La Lombardia ha registrato due casi di infezione da West Nile virus, che hanno interessato una donna di 38 anni a Milano e una di 66 anni a Pavia; solo quest’ultima ha richiesto il ricovero.
Il direttore generale del Welfare di Regione Lombardia, Mario Melazzini, ha rassicurato la popolazione, dichiarando che “la situazione è assolutamente sotto controllo” e che la malattia, endemica da circa un decennio nella regione, nella maggior parte dei casi non richiede ricovero e si risolve spontaneamente.
Regione Lombardia ha attivato tutti i protocolli annuali di monitoraggio e sorveglianza, non solo per i casi umani, ma anche per la diffusione del virus tramite zanzare e animali. Non sono state riscontrate criticità.

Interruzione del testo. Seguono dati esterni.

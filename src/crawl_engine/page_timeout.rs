//! Timeout utilities for page operations
//!
//! Navigation, login submits and settle waits all go through
//! [`with_page_timeout`] so a hung page turns into an ordinary error.

use anyhow::Result;
use std::future::Future;
use std::time::Duration;

/// Wrap an async page operation with an explicit timeout.
///
/// The error names `operation_name` and the limit, which is what ends up in
/// the per-page failure log line.
pub async fn with_page_timeout<F, T>(
    operation: F,
    timeout_secs: u64,
    operation_name: &str,
) -> Result<T>
where
    F: Future<Output = Result<T>>,
{
    match tokio::time::timeout(Duration::from_secs(timeout_secs), operation).await {
        Ok(result) => result,
        Err(_) => Err(anyhow::anyhow!(
            "{operation_name} timeout after {timeout_secs} seconds"
        )),
    }
}

#[cfg(test)]
mod tests {
    use super::*;

    #[tokio::test(start_paused = true)]
    async fn slow_operation_times_out_with_named_error() {
        let err = with_page_timeout(
            async {
                tokio::time::sleep(Duration::from_secs(120)).await;
                Ok(())
            },
            60,
            "Page navigation",
        )
        .await
        .unwrap_err();
        assert_eq!(err.to_string(), "Page navigation timeout after 60 seconds");
    }

    #[tokio::test]
    async fn inner_errors_pass_through() {
        let err = with_page_timeout::<_, ()>(async { Err(anyhow::anyhow!("boom")) }, 5, "op")
            .await
            .unwrap_err();
        assert_eq!(err.to_string(), "boom");
    }
}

Il sistema di sorveglianza integrato coinvolge Regione, ATS locali, Comuni e l’Istituto Zooprofilattico Sperimentale della Lombardia e dell’Emilia-Romagna (IZSLER). Le ATS veterinarie monitorano l’entomofauna (con circa 100 trappole per zanzare, anche negli aeroporti) e l’avifauna selvatica, identificando nuove specie e rilevando il virus. In caso di positività, scattano immediatamente misure restrittive come controlli su sangue e tessuti donati e allerta per i pronto soccorso e medici di base.
Viene effettuata anche una sorveglianza sugli equini, considerati “sentinelle” dell’infezione, monitorando cavalli con sintomi neurologici sospetti per confermare o escludere il virus.